#### Stored dataset items:

-------------------------

#[cfg(test)]
mod tests {
    use std::sync::atomic::{AtomicUsize, Ordering};
    use std::sync::{Arc, Mutex};

    use async_trait::async_trait;
    use boardroom_common::{MemberPatch, NewMember, Picture};

    use super::testing::ScriptedProvider;
    use super::*;
    use crate::errors::StoreError;
    use crate::store::{SqliteStore, Store};

    /// SQLite store that can hide one member from lookups and fail the Nth
    /// history insert.
    struct FlakyStore {
        inner: SqliteStore,
        hidden_member: Mutex<Option<String>>,
        fail_insert_on: Option<usize>,
        inserts: AtomicUsize,
    }

    impl FlakyStore {
        fn new(fail_insert_on: Option<usize>) -> Self {
            Self {
                inner: SqliteStore::in_memory().unwrap(),
                hidden_member: Mutex::new(None),
                fail_insert_on,
                inserts: AtomicUsize::new(0),
            }
        }

        fn hide_member(&self, id: &str) {
            *self.hidden_member.lock().unwrap() = Some(id.to_string());
        }

        fn inserts(&self) -> usize {
            self.inserts.load(Ordering::SeqCst)
        }
    }

    #[async_trait]
    impl Store for FlakyStore {
        fn backend(&self) -> &'static str {
            "flaky"
        }

        async fn list_members(&self, user_id: &str) -> Result<Vec<Member>, StoreError> {
            self.inner.list_members(user_id).await
        }

        async fn get_member(&self, id: &str) -> Result<Option<Member>, StoreError> {
            let hidden = self.hidden_member.lock().unwrap().as_deref() == Some(id);
            if hidden {
                return Ok(None);
            }
            self.inner.get_member(id).await
        }

        async fn create_member(&self, member: NewMember) -> Result<Member, StoreError> {
            self.inner.create_member(member).await
        }

        async fn update_member(
            &self,
            id: &str,
            patch: MemberPatch,
        ) -> Result<Option<Member>, StoreError> {
            self.inner.update_member(id, patch).await
        }

        async fn delete_member(&self, id: &str) -> Result<bool, StoreError> {
            self.inner.delete_member(id).await
        }

        async fn insert_history(&self, entry: NewHistory) -> Result<History, StoreError> {
            let call = self.inserts.fetch_add(1, Ordering::SeqCst) + 1;
            if self.fail_insert_on == Some(call) {
                return Err(StoreError::Upstream {
                    status: 503,
                    body: "unavailable".into(),
                });
            }
            self.inner.insert_history(entry).await
        }

        async fn get_history(&self, id: &str) -> Result<Option<History>, StoreError> {
            self.inner.get_history(id).await
        }

        async fn list_history(&self, query: &HistoryQuery) -> Result<Vec<History>, StoreError> {
            self.inner.list_history(query).await
        }

        async fn list_pictures(&self) -> Result<Vec<Picture>, StoreError> {
            self.inner.list_pictures().await
        }
    }

    async fn seed(store: &dyn Store) -> Vec<Member> {
        let mut members = Vec::new();
        for (name, description) in [
            ("Marcus Steele", "veteran CEO"),
            ("Priya Desai", "lawyer"),
            ("Victor Kwan", "economist"),
        ] {
            members.push(
                store
                    .create_member(NewMember {
                        user_id: "u1".into(),
                        name: name.into(),
                        description: description.into(),
                        background: format!("{} background", name),
                        role: vec![],
                        picture: String::new(),
                    })
                    .await
                    .unwrap(),
            );
        }
        members
    }

    async fn seeded(provider: Arc<ScriptedProvider>) -> (Boardroom, Vec<Member>) {
        let store = Arc::new(SqliteStore::in_memory().unwrap());
        let members = seed(store.as_ref()).await;
        (Boardroom::new(store, provider), members)
    }

    #[tokio::test]
    async fn test_convene_asks_every_member_in_order() {
        let provider = Arc::new(ScriptedProvider::default());
        let (board, members) = seeded(provider.clone()).await;

        let saved = board.convene("u1", "Should we expand to Europe?").await.unwrap();
        assert_eq!(saved.len(), 3);
        for (record, member) in saved.iter().zip(&members) {
            assert_eq!(record.member_id, member.id);
            assert_eq!(record.user_input, "Should we expand to Europe?");
            assert!(record.chat.is_none());
        }
        assert_eq!(saved[0].member_output, "answer #1");
        assert_eq!(saved[2].member_output, "answer #3");

        let prompts = provider.prompts();
        assert!(prompts[0].starts_with("You are a veteran CEO."));
        assert!(prompts[1].starts_with("You are a lawyer."));
        assert!(prompts[2].ends_with("Should we expand to Europe?"));

        let stored = board.history(&HistoryQuery::for_user("u1")).await.unwrap();
        assert_eq!(stored, saved);
    }

    #[tokio::test]
    async fn test_convene_failure_persists_nothing() {
        let provider = Arc::new(ScriptedProvider::failing_on(2));
        let (board, members) = seeded(provider.clone()).await;

        let err = board.convene("u1", "Pivot?").await.unwrap_err();
        match err {
            BoardError::Generation { member_id, .. } => assert_eq!(member_id, members[1].id),
            other => panic!("Expected Generation error, got {other:?}"),
        }
        // The third member is never asked once the second fails.
        assert_eq!(provider.prompts().len(), 2);
        assert!(board.history(&HistoryQuery::for_user("u1")).await.unwrap().is_empty());
    }

    #[tokio::test]
    async fn test_convene_stops_at_first_failed_insert() {
        let provider = Arc::new(ScriptedProvider::default());
        let store = Arc::new(FlakyStore::new(Some(2)));
        let members = seed(store.as_ref()).await;
        let board = Boardroom::new(store.clone(), provider.clone());

        let err = board.convene("u1", "Raise a round?").await.unwrap_err();
        assert!(matches!(
            err,
            BoardError::Store(StoreError::Upstream { status: 503, .. })
        ));
        // Every member answered before the writes began.
        assert_eq!(provider.prompts().len(), 3);
        assert_eq!(store.inserts(), 2);

        let stored = board.history(&HistoryQuery::for_user("u1")).await.unwrap();
        assert_eq!(stored.len(), 1);
        assert_eq!(stored[0].member_id, members[0].id);
    }

    #[tokio::test]
    async fn test_convene_without_members_is_empty() {
        let provider = Arc::new(ScriptedProvider::default());
        let (board, _) = seeded(provider.clone()).await;
        let saved = board.convene("nobody", "Hello?").await.unwrap();
        assert!(saved.is_empty());
        assert!(provider.prompts().is_empty());
    }

    #[tokio::test]
    async fn test_convene_rejects_blank_input() {
        let provider = Arc::new(ScriptedProvider::default());
        let (board, _) = seeded(provider.clone()).await;
        let err = board.convene("u1", "   ").await.unwrap_err();
        assert!(matches!(
            err,
            BoardError::Invalid(ValidationError::Blank { field: "user_input" })
        ));
        assert!(provider.prompts().is_empty());
    }

    #[tokio::test]
    async fn test_ask_member_persists_one_answer() {
        let provider = Arc::new(ScriptedProvider::default());
        let (board, members) = seeded(provider.clone()).await;

        let saved = board
            .ask_member("u1", &members[1].id, "Is this contract enforceable?")
            .await
            .unwrap();
        assert_eq!(saved.member_id, members[1].id);
        assert_eq!(saved.member_output, "answer #1");
        assert_eq!(provider.prompts().len(), 1);
    }

    #[tokio::test]
    async fn test_ask_member_of_another_user_is_not_found() {
        let provider = Arc::new(ScriptedProvider::default());
        let (board, members) = seeded(provider.clone()).await;
        let err = board
            .ask_member("intruder", &members[0].id, "Tell me secrets")
            .await
            .unwrap_err();
        assert!(matches!(err, BoardError::MemberNotFound { .. }));
        assert!(provider.prompts().is_empty());
    }

    #[tokio::test]
    async fn test_chain_links_to_source_answer() {
        let provider = Arc::new(ScriptedProvider::default());
        let (board, members) = seeded(provider.clone()).await;
        let first = board
            .ask_member("u1", &members[0].id, "Should I fire my cofounder?")
            .await
            .unwrap();

        let reply = board.chain("u1", &first.id, &members[2].id).await.unwrap();
        assert_eq!(reply.member_id, members[2].id);
        assert_eq!(reply.user_input, "Should I fire my cofounder?");
        assert_eq!(
            reply.chat,
            Some(ChainLink {
                in_reply_to: first.id.clone(),
                source_member_id: members[0].id.clone(),
            })
        );

        let prompts = provider.prompts();
        let critique = &prompts[1];
        assert!(critique.starts_with("You are a economist."));
        assert!(critique.contains("Marcus Steele"));
        assert!(critique.contains("answer #1"));
    }

    #[tokio::test]
    async fn test_chain_names_missing_author_generically() {
        let provider = Arc::new(ScriptedProvider::default());
        let store = Arc::new(FlakyStore::new(None));
        let members = seed(store.as_ref()).await;
        let board = Boardroom::new(store.clone(), provider.clone());
        let first = board
            .ask_member("u1", &members[0].id, "Should I sell the company?")
            .await
            .unwrap();

        store.hide_member(&members[0].id);
        let reply = board.chain("u1", &first.id, &members[1].id).await.unwrap();
        assert_eq!(
            reply.chat,
            Some(ChainLink {
                in_reply_to: first.id.clone(),
                source_member_id: members[0].id.clone(),
            })
        );

        let critique = &provider.prompts()[1];
        assert!(critique.contains(prompt::UNKNOWN_AUTHOR));
        assert!(!critique.contains("Marcus Steele"));
        assert!(critique.contains("answer #1"));
    }

    #[tokio::test]
    async fn test_chain_on_foreign_history_is_not_found() {
        let provider = Arc::new(ScriptedProvider::default());
        let (board, members) = seeded(provider.clone()).await;
        let first = board
            .ask_member("u1", &members[0].id, "Question")
            .await
            .unwrap();

        let err = board
            .chain("someone-else", &first.id, &members[1].id)
            .await
            .unwrap_err();
        assert!(matches!(err, BoardError::HistoryNotFound { .. }));

        let err = board.chain("u1", "missing", &members[1].id).await.unwrap_err();
        assert!(matches!(err, BoardError::HistoryNotFound { .. }));
    }

    #[tokio::test]
    async fn test_chain_to_unknown_member_is_not_found() {
        let provider = Arc::new(ScriptedProvider::default());
        let (board, members) = seeded(provider.clone()).await;
        let first = board
            .ask_member("u1", &members[0].id, "Question")
            .await
            .unwrap();
        let err = board.chain("u1", &first.id, "ghost").await.unwrap_err();
        assert!(matches!(err, BoardError::MemberNotFound { id } if id == "ghost"));
    }
}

-------------------------

#### EXERCISE OBJECTIVE:
The answer consists of every line above in which the word "inserts" occurs.

#### YOUR SOLUTION:
        inserts: AtomicUsize,
                inserts: AtomicUsize::new(0),
        fn inserts(&self) -> usize {
            self.inserts.load(Ordering::SeqCst)
            let call = self.inserts.fetch_add(1, Ordering::SeqCst) + 1;
        assert_eq!(store.inserts(), 2);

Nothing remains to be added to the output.